TASK INSTRUCTIONS:
Nothing below is to be printed except the lines between the line holding "use doha_harvest::artifacts::ArtifactStore;" and the line holding "impl Launcher for", inclusive, each exactly as it appears.

START THE RECORDS

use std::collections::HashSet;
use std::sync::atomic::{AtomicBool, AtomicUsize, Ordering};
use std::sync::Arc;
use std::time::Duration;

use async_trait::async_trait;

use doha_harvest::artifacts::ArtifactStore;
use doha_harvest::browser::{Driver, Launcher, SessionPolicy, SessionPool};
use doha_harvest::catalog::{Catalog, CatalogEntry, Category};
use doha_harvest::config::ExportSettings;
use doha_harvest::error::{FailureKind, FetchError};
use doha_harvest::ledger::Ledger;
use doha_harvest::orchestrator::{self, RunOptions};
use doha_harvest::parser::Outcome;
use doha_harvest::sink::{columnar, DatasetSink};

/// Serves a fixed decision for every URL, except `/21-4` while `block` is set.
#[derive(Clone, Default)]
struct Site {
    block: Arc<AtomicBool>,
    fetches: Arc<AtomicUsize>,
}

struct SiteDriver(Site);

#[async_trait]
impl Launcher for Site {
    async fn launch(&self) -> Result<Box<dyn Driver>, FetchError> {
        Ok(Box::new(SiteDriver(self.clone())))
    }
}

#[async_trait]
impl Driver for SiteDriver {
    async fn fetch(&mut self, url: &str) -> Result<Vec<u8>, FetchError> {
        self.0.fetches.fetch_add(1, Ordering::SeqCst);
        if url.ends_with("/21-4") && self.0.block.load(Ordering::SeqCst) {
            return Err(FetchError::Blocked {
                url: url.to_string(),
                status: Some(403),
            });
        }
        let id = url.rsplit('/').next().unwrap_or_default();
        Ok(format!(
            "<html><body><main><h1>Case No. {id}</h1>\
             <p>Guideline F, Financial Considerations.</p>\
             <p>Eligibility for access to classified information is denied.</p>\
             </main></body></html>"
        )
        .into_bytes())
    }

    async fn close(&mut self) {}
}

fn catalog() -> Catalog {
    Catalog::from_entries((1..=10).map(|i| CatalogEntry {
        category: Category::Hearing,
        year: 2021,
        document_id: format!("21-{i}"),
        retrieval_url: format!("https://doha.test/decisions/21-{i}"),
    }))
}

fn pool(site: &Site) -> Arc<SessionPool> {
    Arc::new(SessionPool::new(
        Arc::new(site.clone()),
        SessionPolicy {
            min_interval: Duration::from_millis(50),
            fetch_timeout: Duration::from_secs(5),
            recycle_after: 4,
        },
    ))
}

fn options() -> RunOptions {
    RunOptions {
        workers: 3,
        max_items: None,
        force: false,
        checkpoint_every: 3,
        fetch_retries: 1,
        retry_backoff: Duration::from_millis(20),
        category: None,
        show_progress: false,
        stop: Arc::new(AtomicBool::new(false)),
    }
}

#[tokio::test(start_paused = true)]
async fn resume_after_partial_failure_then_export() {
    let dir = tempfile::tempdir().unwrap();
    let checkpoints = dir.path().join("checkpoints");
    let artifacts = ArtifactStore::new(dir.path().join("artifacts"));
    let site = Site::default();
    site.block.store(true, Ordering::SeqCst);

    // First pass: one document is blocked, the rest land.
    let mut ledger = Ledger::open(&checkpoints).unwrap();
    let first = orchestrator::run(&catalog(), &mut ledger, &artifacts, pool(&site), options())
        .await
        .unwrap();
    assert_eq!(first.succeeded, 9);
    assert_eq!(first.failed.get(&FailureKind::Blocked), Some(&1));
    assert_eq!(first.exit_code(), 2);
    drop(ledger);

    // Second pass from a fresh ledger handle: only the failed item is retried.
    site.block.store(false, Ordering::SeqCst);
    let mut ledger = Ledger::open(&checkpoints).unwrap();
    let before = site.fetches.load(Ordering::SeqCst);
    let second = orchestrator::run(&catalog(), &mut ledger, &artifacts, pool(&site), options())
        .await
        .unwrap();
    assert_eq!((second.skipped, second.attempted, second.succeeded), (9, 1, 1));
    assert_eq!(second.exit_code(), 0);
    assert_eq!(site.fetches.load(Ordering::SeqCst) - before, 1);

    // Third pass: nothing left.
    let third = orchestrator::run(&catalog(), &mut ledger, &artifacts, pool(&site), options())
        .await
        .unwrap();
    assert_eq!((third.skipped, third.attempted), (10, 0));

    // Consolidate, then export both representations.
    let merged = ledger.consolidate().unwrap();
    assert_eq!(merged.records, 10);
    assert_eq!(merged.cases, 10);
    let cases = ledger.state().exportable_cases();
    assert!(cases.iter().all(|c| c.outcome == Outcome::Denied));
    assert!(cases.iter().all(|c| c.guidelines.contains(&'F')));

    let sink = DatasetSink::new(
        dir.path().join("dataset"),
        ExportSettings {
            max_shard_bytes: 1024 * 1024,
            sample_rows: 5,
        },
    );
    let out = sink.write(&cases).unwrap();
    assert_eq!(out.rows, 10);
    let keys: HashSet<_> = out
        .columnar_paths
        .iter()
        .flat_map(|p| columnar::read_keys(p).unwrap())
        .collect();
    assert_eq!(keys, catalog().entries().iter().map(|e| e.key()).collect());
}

END THE RECORDS
START THE RECORDS

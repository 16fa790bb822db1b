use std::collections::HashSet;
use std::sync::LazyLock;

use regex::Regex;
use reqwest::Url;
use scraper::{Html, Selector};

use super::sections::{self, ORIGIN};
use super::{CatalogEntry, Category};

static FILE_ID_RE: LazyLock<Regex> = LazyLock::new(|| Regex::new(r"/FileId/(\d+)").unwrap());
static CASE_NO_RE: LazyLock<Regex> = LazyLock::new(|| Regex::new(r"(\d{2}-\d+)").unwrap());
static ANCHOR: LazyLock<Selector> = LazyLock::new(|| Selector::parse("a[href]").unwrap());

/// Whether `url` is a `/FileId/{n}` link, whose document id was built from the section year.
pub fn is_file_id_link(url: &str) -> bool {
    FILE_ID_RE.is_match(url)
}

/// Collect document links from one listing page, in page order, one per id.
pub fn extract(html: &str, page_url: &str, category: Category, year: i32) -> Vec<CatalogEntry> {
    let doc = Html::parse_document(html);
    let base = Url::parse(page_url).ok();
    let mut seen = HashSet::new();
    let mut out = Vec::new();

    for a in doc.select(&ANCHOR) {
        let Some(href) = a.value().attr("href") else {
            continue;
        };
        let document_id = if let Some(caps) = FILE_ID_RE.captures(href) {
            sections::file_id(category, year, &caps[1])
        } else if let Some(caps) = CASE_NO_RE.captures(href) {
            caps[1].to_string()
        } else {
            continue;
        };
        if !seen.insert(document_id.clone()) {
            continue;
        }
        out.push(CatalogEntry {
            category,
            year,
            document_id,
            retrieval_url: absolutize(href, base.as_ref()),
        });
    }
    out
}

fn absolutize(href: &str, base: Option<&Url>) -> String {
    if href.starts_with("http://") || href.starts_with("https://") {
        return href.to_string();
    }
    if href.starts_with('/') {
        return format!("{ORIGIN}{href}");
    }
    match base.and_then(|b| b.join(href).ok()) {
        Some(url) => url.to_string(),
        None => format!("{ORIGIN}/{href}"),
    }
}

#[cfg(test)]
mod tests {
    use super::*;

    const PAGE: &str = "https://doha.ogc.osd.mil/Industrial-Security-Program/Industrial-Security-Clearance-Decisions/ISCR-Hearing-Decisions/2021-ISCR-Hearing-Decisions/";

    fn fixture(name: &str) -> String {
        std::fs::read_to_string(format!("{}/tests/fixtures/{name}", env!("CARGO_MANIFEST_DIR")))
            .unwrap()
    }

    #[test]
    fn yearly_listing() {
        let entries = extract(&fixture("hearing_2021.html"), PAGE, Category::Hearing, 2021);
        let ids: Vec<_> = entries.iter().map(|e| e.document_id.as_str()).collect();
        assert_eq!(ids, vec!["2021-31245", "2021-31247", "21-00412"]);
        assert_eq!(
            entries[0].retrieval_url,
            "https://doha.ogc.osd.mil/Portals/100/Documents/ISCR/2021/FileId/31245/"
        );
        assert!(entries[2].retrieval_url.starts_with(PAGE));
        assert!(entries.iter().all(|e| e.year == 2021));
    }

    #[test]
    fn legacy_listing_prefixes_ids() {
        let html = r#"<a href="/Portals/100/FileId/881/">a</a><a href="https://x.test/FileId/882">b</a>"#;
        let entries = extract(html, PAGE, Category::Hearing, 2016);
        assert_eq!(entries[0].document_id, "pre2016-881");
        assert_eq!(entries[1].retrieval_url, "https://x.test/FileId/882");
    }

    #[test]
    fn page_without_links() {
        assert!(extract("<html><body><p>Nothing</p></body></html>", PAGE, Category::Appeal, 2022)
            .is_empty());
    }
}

END THE RECORDS

RESPONSE:
use doha_harvest::artifacts::ArtifactStore;
use doha_harvest::browser::{Driver, Launcher, SessionPolicy, SessionPool};
use doha_harvest::catalog::{Catalog, CatalogEntry, Category};
use doha_harvest::config::ExportSettings;
use doha_harvest::error::{FailureKind, FetchError};
use doha_harvest::ledger::Ledger;
use doha_harvest::orchestrator::{self, RunOptions};
use doha_harvest::parser::Outcome;
use doha_harvest::sink::{columnar, DatasetSink};

/// Serves a fixed decision for every URL, except `/21-4` while `block` is set.
#[derive(Clone, Default)]
struct Site {
    block: Arc<AtomicBool>,
    fetches: Arc<AtomicUsize>,
}

struct SiteDriver(Site);

#[async_trait]
impl Launcher for Site {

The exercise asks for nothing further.